◆ **WHAT THE TASK ASKS**: Look below for the line containing "filename crates/varc-asset/src/lib.rs"; from there through the line containing "construction; the backing", both lines included, please set down each line exactly and nothing else.

◆ **Excerpts from a dataset**:
——
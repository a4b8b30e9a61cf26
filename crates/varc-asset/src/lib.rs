//! Byte sources for varc archives.
//!
//! An [`Asset`] is a capability: "open a fresh stream over my bytes". It holds
//! no state beyond what it needs to produce that stream, so the same asset can
//! be read any number of times by any number of callers.
//!
//! # Variants
//!
//! - [`ByteAsset`] -- bytes (or a string) held in memory
//! - [`EmptyAsset`] -- zero-length placeholder leaf
//! - [`FileAsset`] -- a file on disk, opened at read time
//! - [`UrlAsset`] -- a `file:` or `http(s):` URL, fetched at read time
//! - [`ResourceAsset`] -- a named resource located across ordered resource roots
//! - [`StreamAsset`] -- a one-shot reader; readable exactly once
//!
//! The archive-backed variant lives in `varc-archive`, next to the archive
//! type it wraps.
//!
//! # Design Rules
//!
//! 1. `open_stream` returns an independent stream over the full content on every call.
//! 2. Lazy variants validate only their references at construction; the backing
//!    resource is touched when the stream is opened.
//! 3. Resource lookup is eager: a resource that cannot be located is an error up front.
//! 4. Failures are returned, never turned into empty content.

pub mod error;
pub mod file;
pub mod memory;
pub mod remote;
pub mod resource;
pub mod stream;
pub mod traits;

pub use error::{AssetError, AssetResult};
pub use file::FileAsset;
pub use memory::{ByteAsset, EmptyAsset};
pub use remote::UrlAsset;
pub use resource::{ResourceAsset, ResourceRoots};
pub use stream::StreamAsset;
pub use traits::{Asset, AssetKind, AssetStream};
——
◆ **RESULT FOR THIS EXERCISE**:
filename crates/varc-asset/src/lib.rs
//! Byte sources for varc archives.
//!
//! An [`Asset`] is a capability: "open a fresh stream over my bytes". It holds
//! no state beyond what it needs to produce that stream, so the same asset can
//! be read any number of times by any number of callers.
//!
//! # Variants
//!
//! - [`ByteAsset`] -- bytes (or a string) held in memory
//! - [`EmptyAsset`] -- zero-length placeholder leaf
//! - [`FileAsset`] -- a file on disk, opened at read time
//! - [`UrlAsset`] -- a `file:` or `http(s):` URL, fetched at read time
//! - [`ResourceAsset`] -- a named resource located across ordered resource roots
//! - [`StreamAsset`] -- a one-shot reader; readable exactly once
//!
//! The archive-backed variant lives in `varc-archive`, next to the archive
//! type it wraps.
//!
//! # Design Rules
//!
//! 1. `open_stream` returns an independent stream over the full content on every call.
//! 2. Lazy variants validate only their references at construction; the backing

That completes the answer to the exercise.